Hydrogen sulfide-mediated endothelial function and the interaction with eNOS and PDE5A activity in human internal mammary arteries

OBJECTIVE: To investigate the role of hydrogen sulfide (H(2)S) in human internal mammary arteries (IMA) and its interaction with endothelial nitric oxide synthase (eNOS) and phosphodiesterase (PDE)5A activity. METHODS: Human IMA segments from patients undergoing coronary artery bypass grafting (CABG) were studied by myography for acetylcholine and sodium hydrosulfide (NaHS)-induced relaxation.
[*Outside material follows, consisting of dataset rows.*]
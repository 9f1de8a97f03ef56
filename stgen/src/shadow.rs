//! # Shadow Memory
//!
//! Process-wide record of which thread (and which of its events) last wrote
//! each byte. Consulted on every read to discover inter-thread communication.
//!
//! ## Representation
//!
//! An ordered interval map keyed by segment start: `start -> (end, owner)`.
//! Segments never overlap. Bytes with no segment have never been written.
//!
//! ```text
//!  0x00        0x08        0x10        0x18
//!   ├── T1/E0 ──┤           ├── T2/E3 ──┤
//!                 (unowned)
//! ```
//!
//! A write carves its range out of any existing segments (keeping the parts
//! outside the range with their previous owner) and inserts a new segment,
//! coalescing with directly adjacent segments of the same owner.
//!
//! Addresses are treated as opaque 64-bit keys, so spurious addresses far
//! outside the normal process layout are stored like any other.
//!
//! ## Concurrency
//!
//! All traced threads share one instance. A single mutex guards the map; the
//! critical sections are short and I/O dominates the pipeline cost.

use std::collections::BTreeMap;
use std::ops::Bound;
use std::sync::{Mutex, MutexGuard, PoisonError};

use crate::domain::{AddrRange, Eid, Tid};

/// Identity of the last writer of a byte
#[derive(Debug, Clone, Copy, PartialEq, Eq, Hash)]
pub struct Owner {
    pub tid: Tid,
    pub eid: Eid,
}

/// A communication edge found by a read: `range` was last written by event
/// `eid` of thread `tid`
#[derive(Debug, Clone, Copy, PartialEq, Eq, Hash)]
pub struct Producer {
    pub tid: Tid,
    pub eid: Eid,
    pub range: AddrRange,
}

#[derive(Debug, Clone, Copy)]
struct Segment {
    end: u64,
    owner: Owner,
}

/// Shared last-writer map
#[derive(Debug, Default)]
pub struct ShadowMemory {
    segments: Mutex<BTreeMap<u64, Segment>>,
}

impl ShadowMemory {
    #[must_use]
    pub fn new() -> Self {
        Self::default()
    }

    // Every mutation leaves the map consistent before returning, so a panic
    // elsewhere while holding the lock cannot corrupt it.
    fn lock(&self) -> MutexGuard<'_, BTreeMap<u64, Segment>> {
        self.segments.lock().unwrap_or_else(PoisonError::into_inner)
    }

    /// Assert ownership of `range` to `owner`, superseding previous owners of
    /// exactly that range.
    pub fn record_write(&self, range: AddrRange, owner: Owner) {
        let mut map = self.lock();
        carve(&mut map, range);

        let mut start = range.start;
        let mut end = range.end;

        if let Some((&left_start, left)) = map.range(..range.start).next_back() {
            if left.end == range.start && left.owner == owner {
                start = left_start;
            }
        }
        if let Some(right) = map.get(&range.end).copied() {
            if right.owner == owner {
                map.remove(&range.end);
                end = right.end;
            }
        }

        map.insert(start, Segment { end, owner });
    }

    /// Look up the producers of the bytes in `range` as seen by thread `reader`.
    ///
    /// Yields one [`Producer`] per maximal sub-range owned by a single event of
    /// a thread other than `reader`, in address order. Unowned bytes and bytes
    /// last written by `reader` itself yield nothing. Reads never change
    /// ownership.
    #[must_use]
    pub fn record_read(&self, range: AddrRange, reader: Tid) -> Vec<Producer> {
        let map = self.lock();

        let straddling = map
            .range(..=range.start)
            .next_back()
            .filter(|(_, seg)| seg.end > range.start);
        let inside = map.range((Bound::Excluded(range.start), Bound::Excluded(range.end)));

        let mut producers: Vec<Producer> = Vec::new();
        for (&start, seg) in straddling.into_iter().chain(inside) {
            if seg.owner.tid == reader {
                continue;
            }
            let Some(overlap) = AddrRange::new(start, seg.end).and_then(|s| s.intersect(&range))
            else {
                continue;
            };

            match producers.last_mut() {
                Some(last)
                    if last.tid == seg.owner.tid
                        && last.eid == seg.owner.eid
                        && last.range.end == overlap.start =>
                {
                    last.range.end = overlap.end;
                }
                _ => producers.push(Producer {
                    tid: seg.owner.tid,
                    eid: seg.owner.eid,
                    range: overlap,
                }),
            }
        }
        producers
    }

    /// Current last writer of a single byte
    #[must_use]
    pub fn owner_at(&self, addr: u64) -> Option<Owner> {
        let map = self.lock();
        map.range(..=addr)
            .next_back()
            .filter(|(_, seg)| seg.end > addr)
            .map(|(_, seg)| seg.owner)
    }

    /// Number of stored segments
    #[must_use]
    pub fn segment_count(&self) -> usize {
        self.lock().len()
    }
}

/// Remove `range` from the map, trimming segments that extend past either end.
fn carve(map: &mut BTreeMap<u64, Segment>, range: AddrRange) {
    if let Some((&start, &seg)) = map.range(..range.start).next_back() {
        if seg.end > range.start {
            map.insert(start, Segment { end: range.start, owner: seg.owner });
            if seg.end > range.end {
                // The old segment covered the whole range.
                map.insert(range.end, Segment { end: seg.end, owner: seg.owner });
                return;
            }
        }
    }

    let inside: Vec<u64> = map.range(range.start..range.end).map(|(&start, _)| start).collect();
    for start in inside {
        if let Some(seg) = map.remove(&start) {
            if seg.end > range.end {
                map.insert(range.end, Segment { end: seg.end, owner: seg.owner });
            }
        }
    }
}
Locations of 3-mercaptopyruvate sulfurtransferase (3-MPST) and cysteine aminotransferase (CAT) were examined immunohistochemically. Levels of H(2)S, eNOS, phosphorylated-eNOS(ser1177), and PDE5A were measured. RESULTS: In IMA segments from 47 patients, acetylcholine-induced relaxation (resistant to N(G)-nitro-L-arginine and indomethacin) was significantly attenuated by aminooxyacetic acid or L-aspartate (CAT inhibitors), iberiotoxin (large-conductance calcium-activated K(+) channel blocker), TRAM-34 plus apamin (intermediate- and small-conductance Ca(2+)-activated K(+) channel blockers) or glibenclamide (ATP-sensitive K(+) channel blocker). 3-MPST and mitochondrial CAT were found in endothelial and smooth muscle cells while cytosolic CAT was located only in endothelial cells. Acetylcholine significantly increased the H(2)S levels. The H(2)S donor, NaHS, increased eNOS phosphorylation and down-regulated PDE5A. CONCLUSIONS: Human conduit artery endothelium releases H(2)S under basal and stimulated conditions, involving the 3-MPST/CAT pathway, eNOS phosphorylation, PDE5A activity, and potassium channels. These findings may provide new therapeutic targets for treating vasospasm in CABG grafts and facilitate the development of new vasodilator drugs.